If you have diabetes as the new normal in your house recently, or even for a few years now; I would like to take today, Kaitlyn’s Diaversary (as so many call it) of today and share with you a few thoughts. A few things that only 22 years of being a parent to a child with diabetes has taught me; or could teach me.
–Some people do not like when I say if you do not own diabetes, it surely will own you. But I have found that to be true to this day. And the way you own it is with knowledge. We did everything we could to be updated and knowledgeable of not only management but where we decided to spend our time advocating. We asked a million questions. We demanded answers. This has served us well. the more you know, the more you will want to know more in this EVER CHANGING world.
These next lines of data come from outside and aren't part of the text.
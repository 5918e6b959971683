use crate::forms::validators::Validator;
use crate::forms::{
    bool_value, text_value, CallbackOutcome, Field, FieldKind, FieldValue, ForisForm, FormData, RequestData, Section,
};
use crate::i18n::Localizer;
use crate::pages::ConfigPage;
use crate::store::ConfigUpdate;
use crate::templates::TrustedMarkup;

pub struct LanPage;

// dhcp.lan.ignore is "1" when the DHCP server is off
fn dhcp_enabled_from_ignore(raw: &str) -> FieldValue {
    FieldValue::Bool(raw != "1")
}

impl ConfigPage for LanPage {
    fn slug(&self) -> &'static str {
        "lan"
    }

    fn title(&self) -> &'static str {
        "LAN"
    }

    fn description(&self, trans: &dyn Localizer) -> TrustedMarkup {
        TrustedMarkup::translated(
            trans,
            "This section contains settings for the local network (LAN). The provided defaults are \
             suitable for most networks. <br><strong>Note:</strong> If you change the router IP \
             address, all computers in LAN, probably including the one you are using now, will need \
             to obtain a <strong>new IP address</strong> which does <strong>not</strong> happen \
             immediately.",
        )
    }

    fn build_form(&self, trans: &dyn Localizer, request_data: Option<RequestData>) -> ForisForm {
        let mut form = ForisForm::new("lan", request_data);
        let lan = form.add_section(Section::new("lan", trans.trans("LAN")));
        lan.add_field(
            Field::new(FieldKind::Textbox, "lan_ipaddr", trans.trans("Router IP address"))
                .config_path("network.lan.ipaddr")
                .required()
                .validator(Validator::IPv4)
                .hint(trans.trans("Router's IP address in inner network. Also defines the range of assigned IP addresses.")),
        )
        .add_field(
            Field::new(FieldKind::Textbox, "lan_netmask", trans.trans("Network mask"))
                .config_path("network.lan.netmask")
                .required()
                .validator(Validator::IPv4),
        );

        let dhcp = lan.add_section(
            Section::new("dhcp", trans.trans("DHCP server"))
                .with_description(trans.trans("The DHCP server assigns addresses to devices in your network.")),
        );
        dhcp.add_field(
            Field::new(FieldKind::Checkbox, "dhcp_enabled", trans.trans("Enable DHCP"))
                .config_path("dhcp.lan.ignore")
                .preproc(dhcp_enabled_from_ignore)
                .default_value(FieldValue::Bool(true)),
        )
        .add_field(
            Field::new(FieldKind::Textbox, "dhcp_start", trans.trans("DHCP start"))
                .config_path("dhcp.lan.start")
                .validator(Validator::Integer)
                .validator(Validator::InRange(1, 254))
                .default_value(FieldValue::text("100"))
                .requires_value("dhcp_enabled", FieldValue::Bool(true)),
        )
        .add_field(
            Field::new(FieldKind::Textbox, "dhcp_limit", trans.trans("DHCP max leases"))
                .config_path("dhcp.lan.limit")
                .validator(Validator::Integer)
                .validator(Validator::InRange(1, 253))
                .default_value(FieldValue::text("150"))
                .requires_value("dhcp_enabled", FieldValue::Bool(true)),
        );

        form.add_callback(lan_updates);
        form
    }
}

fn lan_updates(data: &FormData) -> CallbackOutcome {
    let enabled = bool_value(data, "dhcp_enabled");
    let mut updates = vec![
        ConfigUpdate::set("network.lan.ipaddr", text_value(data, "lan_ipaddr")),
        ConfigUpdate::set("network.lan.netmask", text_value(data, "lan_netmask")),
        ConfigUpdate::set("dhcp.lan.ignore", if enabled { "0" } else { "1" }),
    ];
    if enabled {
        for (field, path) in [("dhcp_start", "dhcp.lan.start"), ("dhcp_limit", "dhcp.lan.limit")] {
            let value = text_value(data, field);
            if !value.is_empty() {
                updates.push(ConfigUpdate::set(path, value));
            }
        }
    }
    CallbackOutcome::EditConfig(updates)
}

#[cfg(test)]
mod tests {
    use super::*;
    use crate::i18n::Identity;
    use crate::store::{ConfigStore, MemoryStore};
    use crate::templates::ActiveFields;

    fn submit(pairs: &[(&str, &str)]) -> ForisForm {
        let data: RequestData = pairs.iter().map(|(k, v)| (k.to_string(), v.to_string())).collect();
        LanPage.build_form(&Identity, Some(data))
    }

    #[test]
    fn dhcp_fields_follow_ignore_flag() {
        let store = MemoryStore::with_factory_defaults();
        let mut form = LanPage.build_form(&Identity, None);
        form.load_from(&store);
        assert_eq!(form.active_fields().len(), 5);

        let store = MemoryStore::with_values([("dhcp.lan.ignore", "1")]);
        let mut form = LanPage.build_form(&Identity, None);
        form.load_from(&store);
        let names: Vec<String> = form.active_fields().into_iter().map(|f| f.name).collect();
        assert_eq!(names, vec!["lan_ipaddr", "lan_netmask", "dhcp_enabled"]);
    }

    #[test]
    fn out_of_range_dhcp_start_is_rejected() {
        let mut form = submit(&[
            ("lan_ipaddr", "192.168.1.1"),
            ("lan_netmask", "255.255.255.0"),
            ("dhcp_enabled", "1"),
            ("dhcp_start", "300"),
            ("dhcp_limit", "10"),
        ]);
        assert!(!form.validate(&Identity));
        assert_eq!(
            form.errors().get("dhcp_start").map(String::as_str),
            Some("This value should be between 1 and 254.")
        );
    }

    #[test]
    fn disabling_dhcp_sets_ignore_flag() {
        let store = MemoryStore::with_factory_defaults();
        let mut form = submit(&[("lan_ipaddr", "10.0.0.1"), ("lan_netmask", "255.0.0.0")]);
        form.load_from(&store);
        assert!(form.validate(&Identity));
        form.save(&store).unwrap();
        assert_eq!(store.get("dhcp.lan.ignore").as_deref(), Some("1"));
        assert_eq!(store.get("network.lan.ipaddr").as_deref(), Some("10.0.0.1"));
        assert_eq!(store.get("dhcp.lan.start").as_deref(), Some("100"));
    }

    #[test]
    fn padded_address_is_saved_trimmed() {
        let store = MemoryStore::with_factory_defaults();
        let mut form = submit(&[("lan_ipaddr", " 10.0.0.1 "), ("lan_netmask", "255.255.255.0")]);
        form.load_from(&store);
        assert!(form.validate(&Identity));
        form.save(&store).unwrap();
        assert_eq!(store.get("network.lan.ipaddr").as_deref(), Some("10.0.0.1"));
    }

    #[test]
    fn dhcp_section_heading_comes_with_its_checkbox() {
        let form = LanPage.build_form(&Identity, None);
        let views = form.active_fields();
        let dhcp = views.iter().find(|v| v.name == "dhcp_enabled").unwrap();
        assert_eq!(dhcp.sections[0].title, "DHCP server");
        assert_eq!(views[0].sections[0].title, "LAN");
    }
}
–Diabetes will not stop anything. We have lived by that belief. Since the day Kaitlyn was diagnosed, diabetes would not be given the freedom to dictate her life. When Kaitlyn said at the ripe ol’ age of nine “I have diabetes, diabetes IS NOT who I am”; the marching orders were loud and clear. She would be allowed to try anything and everything as any other child who does not live with diabetes. Sometimes that meant painfully holding back and allowing her to go forward. THIS was not easy. So many things could have happened but we knew as long as we ‘stood ready’ (even without her knowing sometimes), what she wanted to do in this life——-we let her. Tough to hold back, not do, stand aside, watch from a distance; but we knew we had to and we did.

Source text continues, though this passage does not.